Le théâtre peut changer la vie
Dans les pays anglo-saxons, l’expression désigne les veilleuses, généralement sur trépied, qui restent allumées au centre des scènes de théâtre la nuit. C’est dire si le théâtre va occuper la place centrale de ce beau film qui montre comment cet art peut changer la vie. C’est pourtant un peu répétitif car, actuellement, nombre de films, tels que Sing Sing récemment, tentent de prouver la même chose, mais Ghostlight a quelque chose en plus, d’émouvant et de réaliste même s’il fonctionne presque comme un conte de fées. L’histoire est simple et alambiquée en même temps. Presque incroyable et irréaliste et pourtant elle fonctionne parfaitement. Dan travaille sur des chantiers de voirie à Chicago. Sa vie familiale est compliquée, et rendue triste par un deuil récent dont nous découvrirons que très lentement et par à-coups les origines et les péripéties. Comme il fait beaucoup de bruit avec ses machines puissantes, il dérange une dame peu amène qui vient l’insulter. Mais peu à peu, comme deux solitudes tristes qui s’apprivoisent, ils vont finir par se parler, mieux se connaître et c’est elle qui l’entraînera dans une expérience théâtrale qui va changer sa vie. On voit ce film très tendre et on ne peut s’empêcher de croire ce qu’il nous dit, à savoir que le théâtre peut changer une vie, même si cela semble impossible. On veut le croire.

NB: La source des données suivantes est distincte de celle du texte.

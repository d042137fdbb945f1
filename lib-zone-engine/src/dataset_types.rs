//! Worked-example [`DatasetType`] implementations. These are
//! illustrations of the collaborator interface, not an attempt to
//! cover real-world blocklist dataset types exhaustively - concrete
//! deployments are expected to bring their own.

use std::collections::HashMap;
use std::net::Ipv4Addr;
use std::sync::RwLock;

use crate::dataset::{type_flags, DatasetType, LineOutcome};
use crate::directive::DirectiveContext;
use crate::query::{self, Query};
use crate::response::ResponseBuilder;

struct Entry {
    text: Option<String>,
}

#[derive(Default)]
struct Loaded {
    entries: HashMap<Ipv4Addr, Entry>,
    ttl: u32,
}

/// A flat list of IPv4 addresses under an IPv4-reverse zone, each
/// optionally carrying a TXT message. An exact match on all four
/// octets answers `A` with a fixed result address (the conventional
/// rbldnsd "listed" response, typically `127.0.0.2`) and, if present,
/// `TXT` with the entry's message - `$` in the message is replaced
/// with the queried address's dotted form.
///
/// Source lines are `address` or `address:text`.
pub struct AddressListDataset {
    result: Ipv4Addr,
    loaded: RwLock<Loaded>,
}

impl AddressListDataset {
    pub fn new(result: Ipv4Addr) -> Self {
        Self {
            result,
            loaded: RwLock::new(Loaded::default()),
        }
    }
}

impl DatasetType for AddressListDataset {
    fn flags(&self) -> u16 {
        type_flags::IS_IPV4_REVERSE
    }

    fn start(&self) {}

    fn line(&self, line: &str, _ctx: &DirectiveContext) -> LineOutcome {
        let mut parts = line.splitn(2, ':');
        let addr_text = parts.next().unwrap_or("").trim();
        let text = parts.next().map(str::trim).filter(|s| !s.is_empty()).map(str::to_string);

        match addr_text.parse::<Ipv4Addr>() {
            Ok(addr) => {
                self.loaded.write().expect("lock poisoned").entries.insert(addr, Entry { text });
                LineOutcome::Ok
            }
            Err(_) => LineOutcome::SoftError(format!("not an ipv4 address: {addr_text}")),
        }
    }

    fn finish(&self, ctx: &DirectiveContext) {
        self.loaded.write().expect("lock poisoned").ttl = ctx.common.default_ttl;
    }

    fn reset(&self) {
        *self.loaded.write().expect("lock poisoned") = Loaded::default();
    }

    fn query(&self, query: &Query, response: &mut ResponseBuilder) -> bool {
        let Some((addr, octet_count)) = query.ipv4 else {
            return false;
        };
        if octet_count != 4 {
            return false;
        }

        let loaded = self.loaded.read().expect("lock poisoned");
        let Some(entry) = loaded.entries.get(&addr) else {
            return false;
        };

        if query.type_flags & (query::type_flags::A | query::type_flags::ANY) != 0 {
            response.add_a(&query.name, loaded.ttl, self.result);
        }
        if let Some(text) = &entry.text {
            if query.type_flags & (query::type_flags::TXT | query::type_flags::ANY) != 0 {
                response.add_txt(&query.name, loaded.ttl, text, &addr.to_string());
            }
        }
        true
    }
}

/// A list of client network prefixes, loaded from lines of the form
/// `a.b.c.d/prefix` (bare addresses are treated as `/32`). Contributes
/// no records to any answer - `query` always returns `false` - the
/// entries exist purely to be consulted by the transport layer before
/// a query ever reaches zone dispatch, per the "accepting a plug-in
/// ACL dataset" carve-out.
pub struct AclDataset {
    entries: RwLock<Vec<(Ipv4Addr, u32)>>,
}

impl AclDataset {
    pub fn new() -> Self {
        Self {
            entries: RwLock::new(Vec::new()),
        }
    }
}

impl Default for AclDataset {
    fn default() -> Self {
        Self::new()
    }
}

fn parse_prefix(s: &str) -> Option<(Ipv4Addr, u32)> {
    let (addr_text, prefix_len) = match s.split_once('/') {
        Some((addr_text, prefix_text)) => (addr_text, prefix_text.parse::<u32>().ok()?),
        None => (s, 32),
    };
    if prefix_len > 32 {
        return None;
    }
    let addr = addr_text.parse::<Ipv4Addr>().ok()?;
    let mask = if prefix_len == 0 { 0 } else { u32::MAX << (32 - prefix_len) };
    Some((addr, mask))
}

impl DatasetType for AclDataset {
    fn flags(&self) -> u16 {
        type_flags::IS_ACL
    }

    fn start(&self) {}

    fn line(&self, line: &str, _ctx: &DirectiveContext) -> LineOutcome {
        match parse_prefix(line.trim()) {
            Some(entry) => {
                self.entries.write().expect("lock poisoned").push(entry);
                LineOutcome::Ok
            }
            None => LineOutcome::SoftError(format!("not an ipv4 network: {line}")),
        }
    }

    fn finish(&self, _ctx: &DirectiveContext) {}

    fn reset(&self) {
        self.entries.write().expect("lock poisoned").clear();
    }

    fn query(&self, _query: &Query, _response: &mut ResponseBuilder) -> bool {
        false
    }

    /// Consulted by the transport layer before a query ever reaches
    /// zone dispatch, per the global-ACL and zone-ACL carve-outs in
    /// `build_zone_table` - see `bin-rbld`'s `handle_datagram`.
    fn allows(&self, client: Ipv4Addr) -> bool {
        let client = u32::from(client);
        self.entries
            .read()
            .expect("lock poisoned")
            .iter()
            .any(|(net, mask)| client & mask == u32::from(*net) & mask)
    }
}

/// Resolves a dataset-type tag from a zone spec string to one of the
/// two worked-example implementations above. Concrete deployments are
/// expected to write their own registry over their own dataset types
/// instead of extending this one.
pub fn example_registry(type_tag: &str) -> Option<Box<dyn DatasetType>> {
    match type_tag {
        "addrlist" => Some(Box::new(AddressListDataset::new(Ipv4Addr::new(127, 0, 0, 2)))),
        "acl" => Some(Box::new(AclDataset::new())),
        _ => None,
    }
}

#[cfg(test)]
mod tests {
    use super::*;
    use dns_wire::protocol::types::test_util::domain;
    use dns_wire::protocol::types::{QueryClass, QueryType, RecordClass, RecordType};

    fn query_for(name: &str, ip: Ipv4Addr, octets: u8, qtype: QueryType) -> Query {
        Query {
            name: domain(name),
            qtype,
            qclass: QueryClass::Record(RecordClass::IN),
            type_flags: query::classify_qtype(qtype),
            reversed_labels: Vec::new(),
            ipv4: Some((ip, octets)),
        }
    }

    #[test]
    fn address_list_answers_exact_match() {
        let ds = AddressListDataset::new(Ipv4Addr::new(127, 0, 0, 2));
        let ctx = DirectiveContext::default();
        ds.line("192.168.0.1:blocked host $", &ctx);
        ds.finish(&ctx);

        let query = query_for(
            "1.0.168.192.rbl.example.",
            Ipv4Addr::new(192, 168, 0, 1),
            4,
            QueryType::Record(RecordType::A),
        );
        let mut response = ResponseBuilder::new();
        assert!(ds.query(&query, &mut response));
        assert_eq!(1, response.answer_count());
    }

    #[test]
    fn address_list_misses_unlisted_address() {
        let ds = AddressListDataset::new(Ipv4Addr::new(127, 0, 0, 2));
        let query = query_for(
            "2.0.168.192.rbl.example.",
            Ipv4Addr::new(192, 168, 0, 2),
            4,
            QueryType::Record(RecordType::A),
        );
        let mut response = ResponseBuilder::new();
        assert!(!ds.query(&query, &mut response));
    }

    #[test]
    fn acl_dataset_matches_prefix() {
        let acl = AclDataset::new();
        let ctx = DirectiveContext::default();
        acl.line("10.0.0.0/8", &ctx);
        assert!(acl.allows(Ipv4Addr::new(10, 1, 2, 3)));
        assert!(!acl.allows(Ipv4Addr::new(11, 1, 2, 3)));
    }
}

Se reconstruire après la perte
Kelly O’Sullivan et Alex Thompson ont fait ce film à deux. La première, Kelly O’Sullivan, est scénariste et a participé à trois films. Elle a écrit le film Saint Frances réalisé par son compagnon Alex Thompson qui a déjà trois films à son actif. Saint Frances traitait de l’avortement, et Ghostlight du deuil. Les réalisateurs n’y voient aucune continuité mais, cependant, il est presque normal de se poser la question. Dans les deux cas, il s’agit de se reconstruire après une perte. Kelly O’Sullivan reconnaît le sujet de son film dans le dossier de presse : « Le deuil est quelque chose que nous traversons tous d’une manière ou d’une autre. C’est donc un mélange de mes propres expériences et de ce que j’ai observé chez des proches. »
Magnifique et émouvant
Par sa belle lumière et une photographie très artistique, le film repose aussi beaucoup sur des comédiens magnifiques qui parviennent par leur présence très charismatique à faire croire qu’ils sont eux aussi des comédiens confrontés à la magie d’une pièce de Shakespeare, Romeo et Juliette, un véritable drame qui pourtant va leur apporter beaucoup de bonheur. On devrait parler de tous les comédiens, véritables professionnels qui arrivent à faire croire aux spectateurs qu’ils sont des amateurs jouant dans une petite troupe de quartier alors qu’ils sont super doués. On remarque surtout la grande actrice Dolly de Leon qui a travaillé pour Lav Diaz puis qui décroche un grand rôle dans Sans filtre (Triangle of Sadness), réalisé par Ruben Östlund, Palme d’or du Festival de Cannes 2022. Depuis, Dolly de Leon joue régulièrement au cinéma aux États-Unis, dernièrement, dans Carla et Moi de Nathan Silver et Jackpot ! de Paul Feig. Et puis, il y a les comédiens qui jouent les membres de la famille Mallen-Kupferer. A la ville, Tara Mallen est l’épouse de Keith Kupferer. Katherine Mallen Kupferer est leur fille. Keith Kupferer est incroyable d’émotion et de véracité dans le rôle d’un ouvrier triste qui redécouvre le bonheur en découvrant par hasard le théâtre. Magnifique et émouvant, un grand film, à découvrir d’urgence pour aller mieux.